A formação de um ciclone extratropical no Sul do país acende o alerta para uma sequência de eventos climáticos severos que devem atingir diversas regiões ao longo da semana.
O fenômeno, monitorado pelo Instituto Nacional de Meteorologia, está associado a uma frente fria que reorganiza completamente as condições atmosféricas, favorecendo a ocorrência de chuvas volumosas, ventos intensos e tempestades acompanhadas de descargas elétricas.
O sistema tem origem em uma área de baixa pressão que se desenvolve rapidamente entre o Sul do Brasil e países vizinhos, ganhando força à medida que avança em direção ao oceano.
Mesmo com esse deslocamento, seus efeitos permanecem sobre o continente, criando um ambiente propício para temporais. A combinação entre calor, umidade e instabilidade atmosférica intensifica os episódios de chuva forte e amplia o potencial de danos.
Região Sul enfrenta os maiores impactos
Os estados do Sul, especialmente Santa Catarina, concentram os efeitos mais intensos do fenômeno. A previsão indica acumulados elevados em curtos períodos, com chuvas persistentes e volumosas que podem ultrapassar facilmente os níveis considerados normais para esta época do ano.
As instabilidades começam pelas áreas mais próximas à divisa com o Rio Grande do Sul e avançam rapidamente para outras regiões, incluindo áreas litorâneas e urbanas densamente povoadas.
Estragos já registrados
Antes mesmo do pico do ciclone, cidades já registram prejuízos significativos. Em Balneário Camboriú, o volume de chuva em 24 horas foi suficiente para provocar alagamentos severos, arrastar veículos e causar acidentes.
Já em Itajaí, as autoridades optaram pela suspensão das aulas como medida preventiva diante do risco à população. Ruas alagadas, quedas de árvores e danos estruturais em residências reforçam o cenário de preocupação.
Mudanças no Sudeste e Centro-Oeste
A influência do ciclone não se limita ao Sul. O avanço da frente fria altera gradualmente o clima no Sudeste e no Centro-Oeste, trazendo aumento de nebulosidade e possibilidade de chuvas irregulares, por vezes intensas.

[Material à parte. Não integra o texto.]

impl FulfillmentService {
    pub fn new(db: Arc<DatabaseConnection>, notifier: Arc<dyn OrderNotifier>) -> Self {
        Self { db, notifier }
    }

    /// Single-item transition shared by every per-item operation.
    async fn transition_item(
        &self,
        actor: Actor,
        item_id: Uuid,
        action: ItemAction,
    ) -> Result<FulfillmentUpdate, ServiceError> {
        let txn = self.db.begin().await?;

        let order_id = order_item::Entity::find_by_id(item_id)
            .one(&txn)
            .await?
            .ok_or_else(|| ServiceError::NotFound(format!("Order item {} not found", item_id)))?
            .order_id;

        // Lock the order first so concurrent changes to sibling items serialize.
        let order = lock_order(&txn, order_id).await?;
        let item = order_item::Entity::find_by_id(item_id)
            .one(&txn)
            .await?
            .ok_or_else(|| ServiceError::NotFound(format!("Order item {} not found", item_id)))?;

        actor.authorize(&order, &item)?;
        if action == ItemAction::Refund {
            refundable(&order, &item)?;
        }

        let now = Utc::now();
        let change = match apply_item_transition(&txn, &item, action, now).await {
            Ok(change) => change,
            Err(e) => {
                warn!(%item_id, action = action.name(), error = %e, "item transition refused");
                return Err(e);
            }
        };

        let (update, events) = settle(&txn, &order, vec![change], now).await?;
        if action == ItemAction::Refund {
            record_refund(&txn, &item, update.order_status, now).await?;
        }
        db::commit(txn).await?;

        counter!("marketplace.fulfillment.transitions", 1, "action" => action.name());
        info!(
            %item_id,
            order_id = %order.id,
            action = action.name(),
            order_status = %update.order_status,
            "order item transitioned"
        );

        notify_all(self.notifier.as_ref(), events).await;
        Ok(update)
    }

    #[instrument(skip(self))]
    pub async fn accept(&self, vendor: Vendor, item_id: Uuid) -> Result<FulfillmentUpdate, ServiceError> {
        self.transition_item(Actor::Vendor(vendor), item_id, ItemAction::Accept)
            .await
    }

    /// Cancels the item and credits its reserved stock back.
    #[instrument(skip(self))]
    pub async fn reject(&self, vendor: Vendor, item_id: Uuid) -> Result<FulfillmentUpdate, ServiceError> {
        self.transition_item(Actor::Vendor(vendor), item_id, ItemAction::Reject)
            .await
    }

    #[instrument(skip(self))]
    pub async fn start_processing(
        &self,
        vendor: Vendor,
        item_id: Uuid,
    ) -> Result<FulfillmentUpdate, ServiceError> {
        self.transition_item(Actor::Vendor(vendor), item_id, ItemAction::StartProcessing)
            .await
    }

    #[instrument(skip(self))]
    pub async fn dispatch(&self, vendor: Vendor, item_id: Uuid) -> Result<FulfillmentUpdate, ServiceError> {
        self.transition_item(Actor::Vendor(vendor), item_id, ItemAction::Dispatch)
            .await
    }

    /// Delivery is confirmed by the buyer, not the vendor.
    #[instrument(skip(self))]
    pub async fn mark_delivered(
        &self,
        buyer: Buyer,
        item_id: Uuid,
    ) -> Result<FulfillmentUpdate, ServiceError> {
        self.transition_item(Actor::Buyer(buyer), item_id, ItemAction::MarkDelivered)
            .await
    }

    /// Moves a shipped, delivered or cancelled item to refunded and records
    /// the amount against the order's settled payment.
    #[instrument(skip(self))]
    pub async fn refund_item(
        &self,
        platform: Platform,
        item_id: Uuid,
    ) -> Result<FulfillmentUpdate, ServiceError> {
        info!(%item_id, refunded_by = %platform.user_id, "refund requested");
        self.transition_item(Actor::Platform, item_id, ItemAction::Refund)
            .await
    }

    /// Applies `action` to every item of `order_id` owned by the vendor's
    /// store that can make the move, with one recomputation.
    async fn transition_store_items(
        &self,
        vendor: Vendor,
        order_id: Uuid,
        action: ItemAction,
    ) -> Result<FulfillmentUpdate, ServiceError> {
        let txn = self.db.begin().await?;
        let order = lock_order(&txn, order_id).await?;

        let owned: Vec<order_item::Model> = order_items(&txn, order.id)
            .await?
            .into_iter()
            .filter(|item| item.store_id == vendor.store_id)
            .collect();
        let Some(first) = owned.first() else {
            return Err(ServiceError::NotFound(format!(
                "Order {} has no items for this store",
                order_id
            )));
        };

        let movable: Vec<&order_item::Model> = owned
            .iter()
            .filter(|item| transition(item.status, action).is_ok())
            .collect();
        if movable.is_empty() {
            return Err(ServiceError::IllegalTransition {
                from: first.status,
                action: action.name(),
            });
        }

        let now = Utc::now();
        let mut changes = Vec::with_capacity(movable.len());
        for item in movable {
            changes.push(apply_item_transition(&txn, item, action, now).await?);
        }

        let (update, events) = settle(&txn, &order, changes, now).await?;
        db::commit(txn).await?;

        counter!(
            "marketplace.fulfillment.transitions",
            update.items.len() as u64,
            "action" => action.name()
        );
        info!(
            %order_id,
            store_id = %vendor.store_id,
            action = action.name(),
            items = update.items.len(),
            "store items transitioned"
        );

        notify_all(self.notifier.as_ref(), events).await;
        Ok(update)
    }

    #[instrument(skip(self))]
    pub async fn accept_store_order(
        &self,
        vendor: Vendor,
        order_id: Uuid,
    ) -> Result<FulfillmentUpdate, ServiceError> {
        self.transition_store_items(vendor, order_id, ItemAction::Accept)
            .await
    }

    #[instrument(skip(self))]
    pub async fn reject_store_order(
        &self,
        vendor: Vendor,
        order_id: Uuid,
    ) -> Result<FulfillmentUpdate, ServiceError> {
        self.transition_store_items(vendor, order_id, ItemAction::Reject)
            .await
    }

    /// Cancels every open item of the order and releases its stock.
    ///
    /// `unpaid_only` restricts the cancellation to orders whose payment is
    /// still pending, so a payment landing between the sweep's selection and
    /// its cancellation wins.
    async fn cancel(
        &self,
        buyer: Option<Buyer>,
        order_id: Uuid,
        unpaid_only: bool,
    ) -> Result<FulfillmentUpdate, ServiceError> {
        let txn = self.db.begin().await?;
        let order = lock_order(&txn, order_id).await?;

        if let Some(buyer) = buyer {
            if order.buyer_id != buyer.user_id {
                return Err(ServiceError::Unauthorized(
                    "Order belongs to another buyer".to_string(),
                ));
            }
        }
        if unpaid_only && order.payment_status != PaymentStatus::Pending {
            return Err(ServiceError::Conflict(format!(
                "Order {} is no longer awaiting payment",
                order.order_number
            )));
        }

        let items = order_items(&txn, order.id).await?;
        if let Some(blocking) = items.iter().find(|item| {
            item.status != Cancelled && transition(item.status, ItemAction::Cancel).is_err()
        }) {
            return Err(ServiceError::IllegalTransition {
                from: blocking.status,
                action: ItemAction::Cancel.name(),
            });
        }
        if items.iter().all(|item| item.status == Cancelled) {
            return Err(ServiceError::IllegalTransition {
                from: Cancelled,
                action: ItemAction::Cancel.name(),
            });
        }

        let now = Utc::now();
        let mut changes = Vec::new();
        for item in &items {
            if item.status == Cancelled {
                // Rejected earlier by its vendor; the claim makes this a no-op.
                stock_ledger::release_item(&txn, item).await?;
            } else {
                changes.push(apply_item_transition(&txn, item, ItemAction::Cancel, now).await?);
            }
        }

        let (update, events) = settle(&txn, &order, changes, now).await?;
        db::commit(txn).await?;

        info!(%order_id, items = update.items.len(), "order cancelled");
        notify_all(self.notifier.as_ref(), events).await;
        Ok(update)
    }

    /// Buyer cancellation, legal while nothing has started processing.
    #[instrument(skip(self))]
    pub async fn cancel_order(
        &self,
        buyer: Buyer,
        order_id: Uuid,
    ) -> Result<FulfillmentUpdate, ServiceError> {
        self.cancel(Some(buyer), order_id, false).await
    }

    /// Cancels orders still awaiting both fulfillment and payment that were
    /// placed before `cutoff`, returning their stock.
    #[instrument(skip(self))]
    pub async fn sweep_expired(&self, cutoff: DateTime<Utc>) -> Result<SweepResult, ServiceError> {
        let expired: Vec<Uuid> = order::Entity::find()
            .select_only()
            .column(order::Column::Id)
            .filter(order::Column::Status.eq(Pending))
            .filter(order::Column::PaymentStatus.eq(PaymentStatus::Pending))
            .filter(order::Column::CreatedAt.lt(cutoff))
            .order_by_asc(order::Column::CreatedAt)
            .into_tuple()
            .all(&*self.db)
            .await?;

        let mut result = SweepResult::default();
        for order_id in expired {
            match self.cancel(None, order_id, true).await {
                Ok(_) => result.cancelled_orders.push(order_id),
                Err(ServiceError::Conflict(_)) | Err(ServiceError::IllegalTransition { .. }) => {
                    // Paid or moved on since it was selected.
                }
                Err(e) => {
                    error!(%order_id, error = %e, "failed to expire order");
                    result.failed += 1;
                }
            }
        }

        if !result.cancelled_orders.is_empty() {
            counter!(
                "marketplace.orders.expired",
                result.cancelled_orders.len() as u64
            );
            info!(
                cancelled = result.cancelled_orders.len(),
                failed = result.failed,
                "expired abandoned orders"
            );
        }
        Ok(result)
    }
}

Além disso, há uma redução nas temperaturas, principalmente durante o dia, devido à menor incidência solar e à presença constante de nuvens.
Queda de temperatura marca transição de estação
A chegada do ar mais frio provoca uma mudança perceptível no padrão térmico, especialmente no Sul do país, onde as mínimas podem se aproximar dos 7 °C.
Embora ainda não represente o frio mais rigoroso do outono, o fenômeno sinaliza a transição para um período de temperaturas mais amenas, com noites frias e dias menos quentes.
Riscos aumentam com a intensidade das chuvas
O cenário exige atenção redobrada devido ao aumento dos riscos associados às condições extremas. Alagamentos, enxurradas e deslizamentos de terra tornam-se mais prováveis, principalmente em áreas vulneráveis.
Além disso, rajadas de vento podem provocar quedas de árvores, destelhamentos e interrupções no fornecimento de energia elétrica.
Com o afastamento gradual do ciclone em direção ao oceano, a expectativa é de diminuição das chuvas no Sul a partir dos próximos dias. No entanto, os reflexos da frente fria ainda devem ser sentidos em outras regiões do país, mantendo o clima instável e temperaturas mais baixas do que o habitual para o período recente.